De acordo com a resolução 485 do CNJ, os genitores têm o direito de voltar atrás na decisão de entregar a criança no prazo de até 10 dias após a audiência que define a sentença de extinção do poder familiar. Por esse motivo, a mulher recebe acompanhamento durante a gestação e após o parto.

A psicóloga Clara Micaela Heberle ressalta a importância do acompanhamento especializado dentro dessa perspectiva de arrependimento, uma vez que as causas que levam à decisão de entregar o bebê são diversas.

— Pode não ser um desejo de não ser mãe, mas um medo de não dar conta da criança. Se a mulher tiver o acompanhamento, ela pode mudar de ideia — pontua.

Direito de conhecer a própria origem

A legislação também garante à criança o direito de conhecer sua origem biológica após completar 18 anos. À mulher, também é garantido o direito de fornecer informações e registros que favoreçam a preservação da identidade da criança – seja sobre o histórico familiar, da gestação e de sua decisão de entrega, seja sobre dados que possam ser úteis aos cuidadores do bebê, como históricos de saúde da família de origem.

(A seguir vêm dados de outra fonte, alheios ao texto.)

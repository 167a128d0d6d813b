//! RDF terms.
//!
//! Terms are immutable and compared structurally. `Display` renders the
//! N-Triples form, which is also what explain output and triple dumps use.

use std::fmt;

use serde::{Deserialize, Serialize};

use crate::error::{Error, Result};

/// Datatype IRIs the built-ins need.
pub mod xsd {
    pub const STRING: &str = "http://www.w3.org/2001/XMLSchema#string";
    pub const INTEGER: &str = "http://www.w3.org/2001/XMLSchema#integer";
    pub const DECIMAL: &str = "http://www.w3.org/2001/XMLSchema#decimal";
    pub const DOUBLE: &str = "http://www.w3.org/2001/XMLSchema#double";
    pub const BOOLEAN: &str = "http://www.w3.org/2001/XMLSchema#boolean";
    pub const RDF_LANG_STRING: &str = "http://www.w3.org/1999/02/22-rdf-syntax-ns#langString";
}

#[derive(Debug, Clone, PartialEq, Eq, Hash, PartialOrd, Ord, Serialize, Deserialize)]
#[serde(transparent)]
pub struct Iri(String);

impl Iri {
    /// Wrap a string without validation. Relative identifiers are allowed.
    pub fn new(value: impl Into<String>) -> Self {
        Self(value.into())
    }

    /// Parse an absolute IRI: a scheme followed by `:` and no characters
    /// that N-Triples forbids inside `<...>`.
    pub fn parse(value: impl Into<String>) -> Result<Self> {
        let value = value.into();
        if !has_scheme(&value) {
            return Err(Error::Term(format!("'{value}' is not an absolute IRI")));
        }
        if let Some(c) = value
            .chars()
            .find(|c| c.is_whitespace() || matches!(c, '<' | '>' | '"' | '{' | '}' | '|' | '^' | '`' | '\\'))
        {
            return Err(Error::Term(format!(
                "IRI '{value}' contains forbidden character {c:?}"
            )));
        }
        Ok(Self(value))
    }

    pub fn as_str(&self) -> &str {
        &self.0
    }

    pub fn into_string(self) -> String {
        self.0
    }
}

/// RFC 3986 scheme: ALPHA *( ALPHA / DIGIT / "+" / "-" / "." ) ":".
pub fn has_scheme(value: &str) -> bool {
    let Some((scheme, _)) = value.split_once(':') else {
        return false;
    };
    let mut chars = scheme.chars();
    match chars.next() {
        Some(c) if c.is_ascii_alphabetic() => {}
        _ => return false,
    }
    chars.all(|c| c.is_ascii_alphanumeric() || matches!(c, '+' | '-' | '.'))
}

impl fmt::Display for Iri {
    fn fmt(&self, f: &mut fmt::Formatter<'_>) -> fmt::Result {
        write!(f, "<{}>", self.0)
    }
}

impl From<&str> for Iri {
    fn from(value: &str) -> Self {
        Self::new(value)
    }
}

impl From<String> for Iri {
    fn from(value: String) -> Self {
        Self::new(value)
    }
}

#[derive(Debug, Clone, PartialEq, Eq, Hash, Serialize, Deserialize)]
pub struct Literal {
    lexical_form: String,
    datatype: Iri,
    #[serde(default, skip_serializing_if = "Option::is_none")]
    language: Option<String>,
}

impl Literal {
    pub fn new(lexical_form: impl Into<String>, datatype: impl Into<Iri>) -> Self {
        Self {
            lexical_form: lexical_form.into(),
            datatype: datatype.into(),
            language: None,
        }
    }

    /// A plain `xsd:string` literal.
    pub fn simple(lexical_form: impl Into<String>) -> Self {
        Self::new(lexical_form, xsd::STRING)
    }

    /// A language-tagged string; the datatype is always `rdf:langString`.
    pub fn lang(lexical_form: impl Into<String>, language: impl Into<String>) -> Self {
        Self {
            lexical_form: lexical_form.into(),
            datatype: Iri::new(xsd::RDF_LANG_STRING),
            language: Some(language.into()),
        }
    }

    pub fn lexical_form(&self) -> &str {
        &self.lexical_form
    }

    pub fn datatype(&self) -> &Iri {
        &self.datatype
    }

    pub fn language(&self) -> Option<&str> {
        self.language.as_deref()
    }

    pub fn is_string(&self) -> bool {
        self.datatype.as_str() == xsd::STRING
    }
}

impl fmt::Display for Literal {
    fn fmt(&self, f: &mut fmt::Formatter<'_>) -> fmt::Result {
        write!(f, "\"{}\"", escape(&self.lexical_form))?;
        match &self.language {
            Some(lang) => write!(f, "@{lang}"),
            None if self.is_string() => Ok(()),
            None => write!(f, "^^{}", self.datatype),
        }
    }
}

#[derive(Debug, Clone, PartialEq, Eq, Hash, PartialOrd, Ord, Serialize, Deserialize)]
#[serde(transparent)]
pub struct BlankNode(String);

impl BlankNode {
    pub fn new(id: impl Into<String>) -> Self {
        Self(id.into())
    }

    pub fn id(&self) -> &str {
        &self.0
    }
}

impl fmt::Display for BlankNode {
    fn fmt(&self, f: &mut fmt::Formatter<'_>) -> fmt::Result {
        write!(f, "_:{}", self.0)
    }
}

#[derive(Debug, Clone, PartialEq, Eq, Hash, Serialize, Deserialize)]
#[serde(tag = "kind", content = "value")]
pub enum Term {
    #[serde(rename = "IRI")]
    Iri(Iri),
    Literal(Literal),
    BlankNode(BlankNode),
}

impl Term {
    /// Kind discriminator used by explain_json and term serialization.
    pub fn kind(&self) -> &'static str {
        match self {
            Term::Iri(_) => "IRI",
            Term::Literal(_) => "Literal",
            Term::BlankNode(_) => "BlankNode",
        }
    }

    pub fn as_iri(&self) -> Option<&Iri> {
        match self {
            Term::Iri(iri) => Some(iri),
            _ => None,
        }
    }

    pub fn as_literal(&self) -> Option<&Literal> {
        match self {
            Term::Literal(lit) => Some(lit),
            _ => None,
        }
    }
}

impl fmt::Display for Term {
    fn fmt(&self, f: &mut fmt::Formatter<'_>) -> fmt::Result {
        match self {
            Term::Iri(iri) => iri.fmt(f),
            Term::Literal(lit) => lit.fmt(f),
            Term::BlankNode(bnode) => bnode.fmt(f),
        }
    }
}

impl From<Iri> for Term {
    fn from(value: Iri) -> Self {
        Term::Iri(value)
    }
}

impl From<Literal> for Term {
    fn from(value: Literal) -> Self {
        Term::Literal(value)
    }
}

impl From<BlankNode> for Term {
    fn from(value: BlankNode) -> Self {
        Term::BlankNode(value)
    }
}

fn escape(s: &str) -> String {
    let mut out = String::with_capacity(s.len());
    for c in s.chars() {
        match c {
            '\\' => out.push_str("\\\\"),
            '"' => out.push_str("\\\""),
            '\n' => out.push_str("\\n"),
            '\r' => out.push_str("\\r"),
            '\t' => out.push_str("\\t"),
            other => out.push(other),
        }
    }
    out
}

A pesquisadora da UFRGS, Clara Micaela Heberle, destaca que este é um ponto muito importante, pois permite que a criança, quando adulta, conheça sua própria história.

— O que eu acho bonito é que a Entrega Responsável dá à criança a possibilidade de filiação, de pertencimento e preservação da sua história de origem. É importante lembrar que na adoção não se busca uma criança para uma família, mas uma família para uma criança.